Each line of the data below from the one holding "core can be" to the one holding "(e.g. a closed", inclusive, is to be reproduced exactly; no other line belongs in the answer.
═══
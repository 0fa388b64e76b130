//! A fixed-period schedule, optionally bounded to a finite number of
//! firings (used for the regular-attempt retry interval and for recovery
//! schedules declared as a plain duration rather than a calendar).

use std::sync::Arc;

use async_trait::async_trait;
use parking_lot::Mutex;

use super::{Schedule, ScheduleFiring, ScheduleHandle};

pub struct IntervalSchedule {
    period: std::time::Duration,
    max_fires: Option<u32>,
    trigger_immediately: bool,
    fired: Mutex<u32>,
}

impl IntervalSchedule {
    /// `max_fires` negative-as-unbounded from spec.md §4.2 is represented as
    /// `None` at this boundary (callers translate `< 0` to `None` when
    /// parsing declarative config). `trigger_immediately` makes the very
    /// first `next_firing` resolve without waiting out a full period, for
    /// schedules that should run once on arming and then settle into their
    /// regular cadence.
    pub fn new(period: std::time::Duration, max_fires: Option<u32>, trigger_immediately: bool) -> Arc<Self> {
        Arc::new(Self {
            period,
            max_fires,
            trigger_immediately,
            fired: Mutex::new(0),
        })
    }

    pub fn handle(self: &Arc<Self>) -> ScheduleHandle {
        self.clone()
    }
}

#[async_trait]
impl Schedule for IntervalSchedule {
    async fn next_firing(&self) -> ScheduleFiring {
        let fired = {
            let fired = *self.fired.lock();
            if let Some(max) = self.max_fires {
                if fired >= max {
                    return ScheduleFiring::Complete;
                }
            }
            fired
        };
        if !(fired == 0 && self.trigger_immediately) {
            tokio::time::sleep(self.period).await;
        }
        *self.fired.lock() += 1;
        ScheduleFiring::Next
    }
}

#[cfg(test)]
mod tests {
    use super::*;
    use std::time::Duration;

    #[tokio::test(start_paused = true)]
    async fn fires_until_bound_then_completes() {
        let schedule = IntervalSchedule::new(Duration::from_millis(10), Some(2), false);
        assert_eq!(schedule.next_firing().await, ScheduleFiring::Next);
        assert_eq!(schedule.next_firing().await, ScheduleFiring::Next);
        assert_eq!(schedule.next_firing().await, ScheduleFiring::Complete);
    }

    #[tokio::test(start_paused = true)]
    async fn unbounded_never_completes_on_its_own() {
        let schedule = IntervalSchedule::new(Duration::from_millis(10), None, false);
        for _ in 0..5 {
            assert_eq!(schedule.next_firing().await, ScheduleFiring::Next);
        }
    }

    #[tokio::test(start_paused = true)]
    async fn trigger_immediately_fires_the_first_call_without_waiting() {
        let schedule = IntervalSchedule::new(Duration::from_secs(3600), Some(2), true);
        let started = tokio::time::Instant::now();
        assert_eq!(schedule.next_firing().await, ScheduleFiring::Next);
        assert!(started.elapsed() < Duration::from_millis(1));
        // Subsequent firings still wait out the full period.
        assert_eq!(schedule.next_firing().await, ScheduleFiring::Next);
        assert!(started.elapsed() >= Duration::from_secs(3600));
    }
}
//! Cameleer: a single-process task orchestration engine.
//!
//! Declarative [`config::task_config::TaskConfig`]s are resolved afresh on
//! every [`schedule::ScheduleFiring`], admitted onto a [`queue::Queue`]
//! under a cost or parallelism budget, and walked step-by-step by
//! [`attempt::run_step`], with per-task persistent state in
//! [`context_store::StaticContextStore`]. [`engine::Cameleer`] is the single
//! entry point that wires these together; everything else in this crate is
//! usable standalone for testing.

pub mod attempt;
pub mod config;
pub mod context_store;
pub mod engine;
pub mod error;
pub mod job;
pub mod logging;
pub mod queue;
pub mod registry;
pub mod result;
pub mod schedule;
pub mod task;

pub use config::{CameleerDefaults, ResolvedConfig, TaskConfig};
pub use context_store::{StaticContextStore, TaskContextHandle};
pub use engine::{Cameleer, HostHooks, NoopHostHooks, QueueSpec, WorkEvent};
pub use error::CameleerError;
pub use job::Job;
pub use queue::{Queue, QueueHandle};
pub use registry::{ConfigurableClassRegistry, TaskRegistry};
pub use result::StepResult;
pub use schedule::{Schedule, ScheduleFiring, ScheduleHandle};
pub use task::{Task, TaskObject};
═══
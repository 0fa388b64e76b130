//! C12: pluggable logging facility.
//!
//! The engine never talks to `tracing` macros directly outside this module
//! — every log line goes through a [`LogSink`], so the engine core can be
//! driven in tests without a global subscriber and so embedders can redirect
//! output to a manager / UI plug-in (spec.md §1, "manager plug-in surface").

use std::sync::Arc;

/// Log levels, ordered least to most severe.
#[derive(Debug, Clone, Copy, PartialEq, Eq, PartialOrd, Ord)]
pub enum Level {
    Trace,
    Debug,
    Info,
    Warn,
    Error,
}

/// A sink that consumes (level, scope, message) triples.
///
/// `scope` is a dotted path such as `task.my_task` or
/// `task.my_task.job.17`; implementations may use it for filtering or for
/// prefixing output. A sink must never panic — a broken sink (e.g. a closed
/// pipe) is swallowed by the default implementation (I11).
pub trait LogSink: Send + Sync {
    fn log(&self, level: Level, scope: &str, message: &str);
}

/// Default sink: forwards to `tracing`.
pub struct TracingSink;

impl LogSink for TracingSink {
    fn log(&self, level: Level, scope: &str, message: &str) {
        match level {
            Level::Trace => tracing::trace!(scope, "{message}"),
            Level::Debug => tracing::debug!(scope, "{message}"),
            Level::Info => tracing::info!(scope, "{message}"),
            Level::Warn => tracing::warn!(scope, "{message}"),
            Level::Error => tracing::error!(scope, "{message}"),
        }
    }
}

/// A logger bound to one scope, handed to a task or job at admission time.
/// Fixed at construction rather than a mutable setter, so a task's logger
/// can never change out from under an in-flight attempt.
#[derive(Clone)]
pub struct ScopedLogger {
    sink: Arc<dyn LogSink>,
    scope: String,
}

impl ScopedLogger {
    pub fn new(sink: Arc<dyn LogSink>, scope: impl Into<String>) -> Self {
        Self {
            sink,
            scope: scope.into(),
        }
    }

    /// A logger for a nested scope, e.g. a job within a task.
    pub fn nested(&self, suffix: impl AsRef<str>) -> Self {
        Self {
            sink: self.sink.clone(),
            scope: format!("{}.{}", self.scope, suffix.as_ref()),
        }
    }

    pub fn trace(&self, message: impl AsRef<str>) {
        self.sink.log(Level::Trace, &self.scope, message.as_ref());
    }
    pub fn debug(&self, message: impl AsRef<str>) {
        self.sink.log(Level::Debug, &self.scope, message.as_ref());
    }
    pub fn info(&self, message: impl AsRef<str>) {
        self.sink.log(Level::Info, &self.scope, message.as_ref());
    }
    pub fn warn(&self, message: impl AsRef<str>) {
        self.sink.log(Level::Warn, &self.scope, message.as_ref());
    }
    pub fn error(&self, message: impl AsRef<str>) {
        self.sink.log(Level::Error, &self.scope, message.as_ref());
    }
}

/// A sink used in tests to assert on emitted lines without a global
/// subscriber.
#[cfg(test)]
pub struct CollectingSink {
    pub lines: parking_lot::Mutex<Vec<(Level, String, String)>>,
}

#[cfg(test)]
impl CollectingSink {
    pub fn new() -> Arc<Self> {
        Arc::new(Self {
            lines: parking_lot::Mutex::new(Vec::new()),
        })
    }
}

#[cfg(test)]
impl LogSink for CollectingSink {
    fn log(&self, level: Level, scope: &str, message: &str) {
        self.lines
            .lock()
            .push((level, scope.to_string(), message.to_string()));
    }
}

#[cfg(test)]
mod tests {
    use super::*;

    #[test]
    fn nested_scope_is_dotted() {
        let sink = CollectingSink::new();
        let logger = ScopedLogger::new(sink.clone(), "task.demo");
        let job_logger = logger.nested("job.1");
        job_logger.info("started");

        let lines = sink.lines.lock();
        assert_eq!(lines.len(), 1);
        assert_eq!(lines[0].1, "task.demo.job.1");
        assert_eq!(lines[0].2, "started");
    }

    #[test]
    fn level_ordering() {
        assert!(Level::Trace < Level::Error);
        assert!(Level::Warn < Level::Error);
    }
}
═══
_REPLY:_
//! — every log line goes through a [`LogSink`], so the engine core can be
//! driven in tests without a global subscriber and so embedders can redirect
//! output to a manager / UI plug-in (spec.md §1, "manager plug-in surface").

use std::sync::Arc;

/// Log levels, ordered least to most severe.
#[derive(Debug, Clone, Copy, PartialEq, Eq, PartialOrd, Ord)]
pub enum Level {
    Trace,
    Debug,
    Info,
    Warn,
    Error,
}

/// A sink that consumes (level, scope, message) triples.
///
/// `scope` is a dotted path such as `task.my_task` or
/// `task.my_task.job.17`; implementations may use it for filtering or for
/// prefixing output. A sink must never panic — a broken sink (e.g. a closed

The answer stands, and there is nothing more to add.